Saturday, 1 February 2014

Day Ten of #TemptedToWrite

Day Ten:  How Do They Kiss And Make-Up?
It's been an emotional two weeks, with analysis of all aspects of the perfect Modern Tempted novel but, like all good things, it must come to an end.

And the ending is what I wish to talk about today.  To romance cynics, the ending of a Mills & Boon (or in fact any romance) novel is the same.  They get together and live Happily Ever After.  And I'd be lying if I said that that wasn't a part of it, but there's far more to the ending than that.

It's got to be believable.  Remember, you've just had some serious heartbreak, so this has to be believable as a resolution.  All the conflict that's come before needs to be resolved, and it needs to finish in a way that means that neither character loses their autonomy - it's the first rule of chick lit feminism.

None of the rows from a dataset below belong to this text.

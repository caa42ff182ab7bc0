//! Photo uploads
//!
//! Images are written to one server-controlled directory under generated
//! names (`<unix millis>-<random>.<ext>`). Only that filename is stored on the
//! issue; callers resolve it against the directory when serving.

use rand::Rng;
use std::fs::OpenOptions;
use std::io::{self, Write};
use std::path::{Component, Path, PathBuf};

/// Default per-image limit, 5 MiB
pub const DEFAULT_MAX_UPLOAD_BYTES: usize = 5 * 1024 * 1024;

/// Extensions longer than this are dropped from generated names
const MAX_EXTENSION_LEN: usize = 10;

/// Error type for upload handling
#[derive(Debug, thiserror::Error)]
pub enum UploadError {
    #[error("File too large. Maximum size is {} bytes", .limit)]
    TooLarge { limit: usize },
    #[error("Only images are allowed! Got '{content_type}'")]
    NotAnImage { content_type: String },
    #[error("Malformed upload: {0}")]
    Malformed(String),
    #[error("Failed to store upload: {0}")]
    Io(#[from] io::Error),
}

/// An image received with a submission, held in memory until stored
#[derive(Debug, Clone, PartialEq)]
pub struct ImageUpload {
    pub original_name: Option<String>,
    pub content_type: String,
    pub data: Vec<u8>,
}

/// The upload directory and its limits
#[derive(Debug, Clone)]
pub struct UploadStore {
    dir: PathBuf,
    max_bytes: usize,
}

impl UploadStore {
    pub fn new(dir: impl Into<PathBuf>, max_bytes: usize) -> Self {
        Self {
            dir: dir.into(),
            max_bytes,
        }
    }

    pub fn dir(&self) -> &Path {
        &self.dir
    }

    pub fn max_bytes(&self) -> usize {
        self.max_bytes
    }

    /// Reject oversized files and anything not declared as `image/*`
    pub fn check(&self, upload: &ImageUpload) -> Result<(), UploadError> {
        if upload.data.len() > self.max_bytes {
            return Err(UploadError::TooLarge {
                limit: self.max_bytes,
            });
        }
        if !upload.content_type.trim().to_ascii_lowercase().starts_with("image/") {
            return Err(UploadError::NotAnImage {
                content_type: upload.content_type.clone(),
            });
        }
        Ok(())
    }

    /// Check and write the image, returning the generated filename
    pub fn save(&self, upload: &ImageUpload) -> Result<String, UploadError> {
        self.check(upload)?;
        std::fs::create_dir_all(&self.dir)?;

        let mut rng = rand::thread_rng();
        let mut attempts = 0;
        loop {
            let filename = generate_filename(
                upload.original_name.as_deref(),
                chrono::Utc::now().timestamp_millis(),
                rng.gen_range(0..1_000_000_000),
            );
            let path = self.dir.join(&filename);

            // create_new so two uploads in the same millisecond never clobber each other
            match OpenOptions::new().write(true).create_new(true).open(&path) {
                Ok(mut file) => {
                    if let Err(e) = file.write_all(&upload.data).and_then(|_| file.sync_all()) {
                        drop(file);
                        let _ = std::fs::remove_file(&path);
                        return Err(e.into());
                    }
                    tracing::debug!(%filename, bytes = upload.data.len(), "stored upload");
                    return Ok(filename);
                }
                Err(e) if e.kind() == io::ErrorKind::AlreadyExists && attempts < 5 => {
                    attempts += 1;
                }
                Err(e) => return Err(e.into()),
            }
        }
    }

    /// Remove a stored upload whose issue was never created
    pub fn discard(&self, filename: &str) {
        let Some(path) = self.resolve(filename) else {
            return;
        };
        match std::fs::remove_file(&path) {
            Ok(()) => tracing::debug!(%filename, "discarded orphaned upload"),
            Err(e) => tracing::warn!(%filename, error = %e, "could not remove orphaned upload"),
        }
    }

    /// Path for a stored filename. `None` unless it is a single plain
    /// path component.
    pub fn resolve(&self, filename: &str) -> Option<PathBuf> {
        let mut components = Path::new(filename).components();
        match (components.next(), components.next()) {
            (Some(Component::Normal(name)), None) if !filename.starts_with('.') => {
                Some(self.dir.join(name))
            }
            _ => None,
        }
    }
}

/// `<millis>-<suffix><.ext>`, keeping the original extension when it is
/// plain alphanumeric
pub fn generate_filename(original_name: Option<&str>, millis: i64, suffix: u32) -> String {
    let extension = original_name
        .and_then(|name| Path::new(name).extension())
        .and_then(|ext| ext.to_str())
        .filter(|ext| {
            !ext.is_empty()
                && ext.len() <= MAX_EXTENSION_LEN
                && ext.chars().all(|c| c.is_ascii_alphanumeric())
        });

    match extension {
        Some(ext) => format!("{}-{}.{}", millis, suffix, ext),
        None => format!("{}-{}", millis, suffix),
    }
}

/// Join a relative URL path onto `base`, refusing anything that could
/// escape it
pub fn safe_join(base: &Path, relative: &str) -> Option<PathBuf> {
    let relative = relative.trim_start_matches('/');
    if relative.is_empty() {
        return None;
    }
    let mut path = base.to_path_buf();
    for component in Path::new(relative).components() {
        match component {
            Component::Normal(part) if !part.to_string_lossy().starts_with('.') => path.push(part),
            _ => return None,
        }
    }
    Some(path)
}
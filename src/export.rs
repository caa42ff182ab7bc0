//! CSV export of issues
//!
//! Same layout as the dashboard's download: free-text columns are quoted
//! with embedded quotes doubled, ids, enum values and timestamps are bare.

use crate::db::Issue;

pub const CSV_HEADERS: [&str; 13] = [
    "ID",
    "Title",
    "Description",
    "Category",
    "Status",
    "Priority",
    "Address",
    "Reporter Name",
    "Reporter Email",
    "Reporter Phone",
    "Created",
    "Updated",
    "Admin Notes",
];

fn quote(s: &str) -> String {
    format!("\"{}\"", s.replace('"', "\"\""))
}

fn quote_opt(s: &Option<String>) -> String {
    quote(s.as_deref().unwrap_or_default())
}

fn csv_row(issue: &Issue) -> String {
    [
        issue.id.to_string(),
        quote(&issue.title),
        quote(&issue.description),
        issue.category.clone(),
        issue.status.clone(),
        issue.priority.clone(),
        quote_opt(&issue.address),
        quote_opt(&issue.reporter_name),
        quote_opt(&issue.reporter_email),
        quote_opt(&issue.reporter_phone),
        issue.created_at.clone(),
        issue.updated_at.clone(),
        quote_opt(&issue.admin_notes),
    ]
    .join(",")
}

/// Render issues as CSV, header first, rows joined by `\n`
pub fn issues_to_csv(issues: &[Issue]) -> String {
    std::iter::once(CSV_HEADERS.join(","))
        .chain(issues.iter().map(csv_row))
        .collect::<Vec<_>>()
        .join("\n")
}

/// `civic-issues-YYYY-MM-DD.csv` for the given date
pub fn export_filename(date: chrono::NaiveDate) -> String {
    format!("civic-issues-{}.csv", date.format("%Y-%m-%d"))
}
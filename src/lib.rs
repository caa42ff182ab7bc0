//! Civic - municipal issue reporting
//!
//! Citizens report problems (potholes, broken streetlights, overflowing
//! drains) with an optional photo and location; administrators triage them
//! from a dashboard.
//!
//! # Overview
//!
//! Everything is stored in a single SQLite table. The HTTP API in [`serve`]
//! maps requests onto [`Database`] calls one-to-one.
//!
//! # Issue Lifecycle
//!
//! | Status | Meaning |
//! |--------|---------|
//! | `reported` | Every new issue starts here, whatever the submitter sent |
//! | `in_progress` | An administrator has picked it up |
//! | `resolved` | Fixed |
//!
//! Transitions are free-form: any status may follow any other.
//!
//! # Quick Start
//!
//! ```no_run
//! use civic::{Database, IssueFilter, IssueSubmission, Pagination, Status};
//!
//! let db = Database::open_at("civic_issues.db").unwrap();
//!
//! let id = db.create_issue(&IssueSubmission {
//!     title: Some("Broken streetlight on Main St".into()),
//!     description: Some("Out for two weeks".into()),
//!     category: Some("lighting".into()),
//!     ..Default::default()
//! }).unwrap();
//!
//! db.update_status(id, Status::InProgress, Some("Crew scheduled")).unwrap();
//!
//! let page = db.list_issues(&IssueFilter::default(), Pagination::default()).unwrap();
//! println!("{} issues", page.total);
//! ```

pub mod config;
pub mod db;
pub mod export;
pub mod form;
pub mod model;
pub mod schema;
pub mod serve;
pub mod upload;

pub use config::Config;
pub use db::{
    CategoryCount, Database, Issue, IssueFilter, IssuePage, IssueStats, Pagination, StoreError,
};
pub use export::issues_to_csv;
pub use model::{Category, IssueSubmission, Priority, Status, ValidationError};
pub use upload::{UploadError, UploadStore};

#[cfg(test)]
mod tests {
    use super::*;

    #[test]
    fn test_public_exports() {
        // Verify core types are re-exported from crate root
        assert_eq!(Status::default(), Status::Reported);
        assert_eq!(Priority::default(), Priority::Medium);
        assert_eq!(Category::ALL.len(), 8);
    }
}
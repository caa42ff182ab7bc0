//! End-to-end tests for the HTTP API
//!
//! Requests go through `Api::handle` against a real SQLite file and upload
//! directory, so everything except the socket is exercised.

use civic::serve::{Api, ApiRequest, ReplyBody};
use civic::upload::DEFAULT_MAX_UPLOAD_BYTES;
use civic::{Database, UploadStore};
use std::path::PathBuf;
use tempfile::TempDir;
use tiny_http::Method;

const BOUNDARY: &str = "----civictestboundary";

struct Env {
    dir: TempDir,
    db: Database,
    uploads: UploadStore,
    static_dir: PathBuf,
}

impl Env {
    fn new() -> Self {
        let dir = TempDir::new().unwrap();
        let db = Database::open_at(dir.path().join("civic.db")).unwrap();
        let uploads = UploadStore::new(dir.path().join("uploads"), DEFAULT_MAX_UPLOAD_BYTES);
        let static_dir = dir.path().join("public");
        std::fs::create_dir_all(&static_dir).unwrap();
        Self {
            dir,
            db,
            uploads,
            static_dir,
        }
    }

    fn api(&self) -> Api<'_> {
        Api::new(&self.db, &self.uploads, &self.static_dir)
    }

    fn stored_uploads(&self) -> usize {
        match std::fs::read_dir(self.dir.path().join("uploads")) {
            Ok(entries) => entries.count(),
            Err(_) => 0,
        }
    }
}

struct Photo<'a> {
    filename: &'a str,
    content_type: &'a str,
    data: Vec<u8>,
}

fn multipart(fields: &[(&str, &str)], photo: Option<Photo<'_>>) -> ApiRequest {
    let mut body = Vec::new();
    for (name, value) in fields {
        body.extend_from_slice(
            format!(
                "--{}\r\nContent-Disposition: form-data; name=\"{}\"\r\n\r\n{}\r\n",
                BOUNDARY, name, value
            )
            .as_bytes(),
        );
    }
    if let Some(photo) = photo {
        body.extend_from_slice(
            format!(
                "--{}\r\nContent-Disposition: form-data; name=\"image\"; filename=\"{}\"\r\nContent-Type: {}\r\n\r\n",
                BOUNDARY, photo.filename, photo.content_type
            )
            .as_bytes(),
        );
        body.extend_from_slice(&photo.data);
        body.extend_from_slice(b"\r\n");
    }
    body.extend_from_slice(format!("--{}--\r\n", BOUNDARY).as_bytes());

    ApiRequest::new(Method::Post, "/api/issues").with_body(
        &format!("multipart/form-data; boundary={}", BOUNDARY),
        body,
    )
}

fn streetlight_fields() -> Vec<(&'static str, &'static str)> {
    vec![
        ("title", "Broken streetlight on Main St"),
        ("description", "The light at the corner has been out for two weeks"),
        ("category", "lighting"),
        ("priority", "high"),
        ("latitude", "40.7128"),
        ("longitude", "-74.0060"),
        ("address", "123 Main St"),
    ]
}

fn json_post(env: &Env, body: &str) -> i64 {
    let reply = env.api().handle(
        &ApiRequest::new(Method::Post, "/api/issues").with_body("application/json", body),
    );
    assert_eq!(reply.status, 200, "create failed: {:?}", reply.json_body());
    reply.json_body().unwrap()["id"].as_i64().unwrap()
}

fn get_json(env: &Env, url: &str) -> (u16, serde_json::Value) {
    let reply = env.api().handle(&ApiRequest::new(Method::Get, url));
    (reply.status, reply.json_body().unwrap_or_default())
}

// =============================================================================
// Submission Tests
// =============================================================================

#[test]
fn test_multipart_submission_with_photo() {
    let env = Env::new();
    let reply = env.api().handle(&multipart(
        &streetlight_fields(),
        Some(Photo {
            filename: "lamp.jpg",
            content_type: "image/jpeg",
            data: vec![0xFF, 0xD8, 0xFF, 0xE0, 1, 2, 3],
        }),
    ));
    assert_eq!(reply.status, 200, "{:?}", reply.json_body());
    let id = reply.json_body().unwrap()["id"].as_i64().unwrap();

    let (status, issue) = get_json(&env, &format!("/api/issues/{}", id));
    assert_eq!(status, 200);
    assert_eq!(issue["title"], "Broken streetlight on Main St");
    assert_eq!(issue["status"], "reported");
    assert_eq!(issue["priority"], "high");
    assert_eq!(issue["latitude"], 40.7128);
    assert_eq!(issue["longitude"], -74.006);
    assert_eq!(issue["address"], "123 Main St");
    assert!(issue["admin_notes"].is_null());

    let image = issue["image_path"].as_str().unwrap().to_string();
    assert!(image.ends_with(".jpg"));
    assert_eq!(env.stored_uploads(), 1);

    let reply = env
        .api()
        .handle(&ApiRequest::new(Method::Get, format!("/uploads/{}", image)));
    assert_eq!(reply.status, 200);
    assert_eq!(reply.content_type, "image/jpeg");
    match reply.body {
        ReplyBody::File(path) => {
            assert_eq!(std::fs::read(path).unwrap(), vec![0xFF, 0xD8, 0xFF, 0xE0, 1, 2, 3])
        }
        other => panic!("expected a file reply, got {:?}", other),
    }
}

#[test]
fn test_oversized_photo_rejected_without_side_effects() {
    let env = Env::new();
    let reply = env.api().handle(&multipart(
        &streetlight_fields(),
        Some(Photo {
            filename: "huge.png",
            content_type: "image/png",
            data: vec![0u8; 6_000_000],
        }),
    ));
    assert_eq!(reply.status, 413);
    assert!(reply.json_body().unwrap()["error"].is_string());

    let (_, page) = get_json(&env, "/api/issues");
    assert_eq!(page["total"], 0);
    assert_eq!(env.stored_uploads(), 0);
}

#[test]
fn test_non_image_rejected() {
    let env = Env::new();
    let reply = env.api().handle(&multipart(
        &streetlight_fields(),
        Some(Photo {
            filename: "notes.txt",
            content_type: "text/plain",
            data: b"not a photo".to_vec(),
        }),
    ));
    assert_eq!(reply.status, 400);
    assert!(reply.json_body().unwrap()["error"]
        .as_str()
        .unwrap()
        .starts_with("Only images are allowed"));

    let (_, page) = get_json(&env, "/api/issues");
    assert_eq!(page["total"], 0);
    assert_eq!(env.stored_uploads(), 0);
}

#[test]
fn test_invalid_submission_leaves_no_orphaned_photo() {
    let env = Env::new();
    let reply = env.api().handle(&multipart(
        &[("title", "No description"), ("category", "roads")],
        Some(Photo {
            filename: "pothole.png",
            content_type: "image/png",
            data: vec![0x89, b'P', b'N', b'G'],
        }),
    ));
    assert_eq!(reply.status, 400);
    assert_eq!(env.stored_uploads(), 0);
}

#[test]
fn test_submitted_status_is_ignored() {
    let env = Env::new();
    let id = json_post(
        &env,
        r#"{"title":"Overflowing bin","description":"Not emptied","category":"sanitation","status":"resolved"}"#,
    );
    let (_, issue) = get_json(&env, &format!("/api/issues/{}", id));
    assert_eq!(issue["status"], "reported");
}

#[test]
fn test_urlencoded_submission() {
    let env = Env::new();
    let reply = env.api().handle(
        &ApiRequest::new(Method::Post, "/api/issues").with_body(
            "application/x-www-form-urlencoded",
            "title=Blocked+drain&description=Water+pooling&category=drainage",
        ),
    );
    assert_eq!(reply.status, 200);
    let (_, page) = get_json(&env, "/api/issues?category=drainage");
    assert_eq!(page["total"], 1);
    assert_eq!(page["issues"][0]["title"], "Blocked drain");
}

// =============================================================================
// Admin Workflow Tests
// =============================================================================

#[test]
fn test_status_update_and_stats() {
    let env = Env::new();
    let mut ids = Vec::new();
    for (title, category) in [
        ("Pothole", "roads"),
        ("Cracked kerb", "roads"),
        ("Dark path", "lighting"),
        ("Leaking hydrant", "water"),
    ] {
        ids.push(json_post(
            &env,
            &format!(
                r#"{{"title":"{}","description":"Needs attention","category":"{}"}}"#,
                title, category
            ),
        ));
    }

    let reply = env.api().handle(
        &ApiRequest::new(Method::Put, format!("/api/issues/{}/status", ids[3]))
            .with_body("application/json", r#"{"status":"in_progress","admin_notes":"Crew dispatched"}"#),
    );
    assert_eq!(reply.status, 200);
    assert_eq!(
        reply.json_body().unwrap()["message"],
        "Issue status updated successfully"
    );

    let (status, stats) = get_json(&env, "/api/stats");
    assert_eq!(status, 200);
    assert_eq!(stats["total"], 4);
    assert_eq!(stats["reported"], 3);
    assert_eq!(stats["inProgress"], 1);
    assert_eq!(stats["resolved"], 0);
    assert_eq!(stats["categories"][0]["category"], "roads");
    assert_eq!(stats["categories"][0]["count"], 2);

    let (_, issue) = get_json(&env, &format!("/api/issues/{}", ids[3]));
    assert_eq!(issue["status"], "in_progress");
    assert_eq!(issue["admin_notes"], "Crew dispatched");
    assert!(issue["updated_at"].as_str().unwrap() >= issue["created_at"].as_str().unwrap());

    let reply = env.api().handle(
        &ApiRequest::new(Method::Put, "/api/issues/9999/status")
            .with_body("application/json", r#"{"status":"resolved"}"#),
    );
    assert_eq!(reply.status, 404);
    assert_eq!(reply.json_body().unwrap()["error"], "Issue not found");
}

#[test]
fn test_listing_pages_and_filters() {
    let env = Env::new();
    for n in 0..7 {
        json_post(
            &env,
            &format!(
                r#"{{"title":"Issue {}","description":"Details","category":"{}"}}"#,
                n,
                if n % 2 == 0 { "roads" } else { "parks" }
            ),
        );
    }

    let (_, first) = get_json(&env, "/api/issues?page=1&limit=3");
    let (_, last) = get_json(&env, "/api/issues?page=3&limit=3");
    assert_eq!(first["total"], 7);
    assert_eq!(first["issues"].as_array().unwrap().len(), 3);
    assert_eq!(first["issues"][0]["title"], "Issue 6");
    assert_eq!(last["total"], 7);
    assert_eq!(last["issues"].as_array().unwrap().len(), 1);
    assert_eq!(last["issues"][0]["title"], "Issue 0");

    let (_, roads) = get_json(&env, "/api/issues?category=roads&status=reported");
    assert_eq!(roads["total"], 4);

    let (_, none) = get_json(&env, "/api/issues?status=resolved");
    assert_eq!(none["total"], 0);
    assert_eq!(none["issues"].as_array().unwrap().len(), 0);
}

Example Number One:  Gina and Carter in Heidi Rice's Maid of Dishonour

 "I love you Gina Carrington."  She bucked but he held firm and kept going.  "I love your fire and your passion, your honesty, your integrity, your smart mouth and your bad attitudde and that sexy dimple on your butt."
She gasped and found her voice at last.  "I do not have a dimple on my-"

"I love the way your eyes go all squinty with temper when you're mad," he interrupted, basking in that exact look.  "And I love the way they go all dazed and dewy when you come."

"Oh, for Pete's sake!"

"I love the fact that you think you're such a tough cookie.  And most of all I love that soft, giving, open heart that you try so hard to keep hidden - but you showed to me one incredible summer night a decade ago, and I've had several tempting glimpses of this summer in Savannah.  I'm not a great bet for the long haul, I know that.  But then neither are you, so I figure we're even there.  And if you'd be willing to take a chance on me, I'm more than ready to take a chance on you."
What makes this ending stand out?  Carter's acknowledgement that he isn't perfect, and that he doesn't know that this is going to be all sunshine and daisies makes it realistic.  Plus there's that gorgeous description of her and the fact that he's noticed all the tiny little things about her - some of which she didn't even realise herself.  Heidi Rice captures our hearts and Gina's and gives them a wonderful Happy Ever After.

Example Number Two:  Rowan and Seb in Joss Wood's The Last Guy She Should Call

"We'll be fine.  Yes,you'll turn my life upside down, but as long as you leave the War Room and my hackers alone you can do whatever you want.  And if you go too crazy I'll pull you back in.  In the same way, if I get too stuck in my head, you'll bully me out of it.  We're good for each other precisely because we are so different."
"I've been independent for so long and I'm worried that I'll get restless, feel hemmed in."  Rowan also felt it was important to warn him.  Maybe staying in one place would be enough for her, being with him would be enough, but there might come a day she needed to fly, just to know that she could...
What makes this ending stand out?  The fact that these two characters are so very different, highlights the fact that they're HEA won't be easy.  In the end, Seb comes up with a way for Rowan to be able to fly and travel and do everything she loves - he refuses to change her and she refuses to change him.  This is a relationship built on acceptance and understanding, and that's the best kind there is.

Endings always display a writer's skill, and Kathleen A Luton's caught my eye:
Freddie set off to Heathrow in lashing rain.  He drove through two junctions trying to concentrate on Sam coming out through the barrier and throwing her arms around him. The trouble was he could hardly remember what it had been like to hold her and caress her - she had become like a shadow in the far off past. 
The only person he could think of was Rose, huddled in her white bathrobe, flashing her furious dark brown eyes at him when he told her he had to go. He drove off the motorway at the next junction and, gripping the wheel tightly as strong gusts of wind and rain buffeted the car, he headed back to the hotel where he'd left her. 
He might just be in time. 
She was coming out through the revolving door as he screeched to a halt. Her bed hair was piled in an untidy knot on the top of her head and her skin tight jeans showed off her endless legs. "Rose," he shouted, "Rose."

She turned her head and hesitated.  Then very slowly she walked towards him.
What makes this moment stand out?  I've always been a sucker for an airport reunion - I blame Love Actually - so this seems perfect to me.  And I think what really comes through in Luton's writing, is the fact that Freddie is finally ready to let go - he's no longer holding onto the past and he's more than ready for Rose.  And fab use of a flashback!!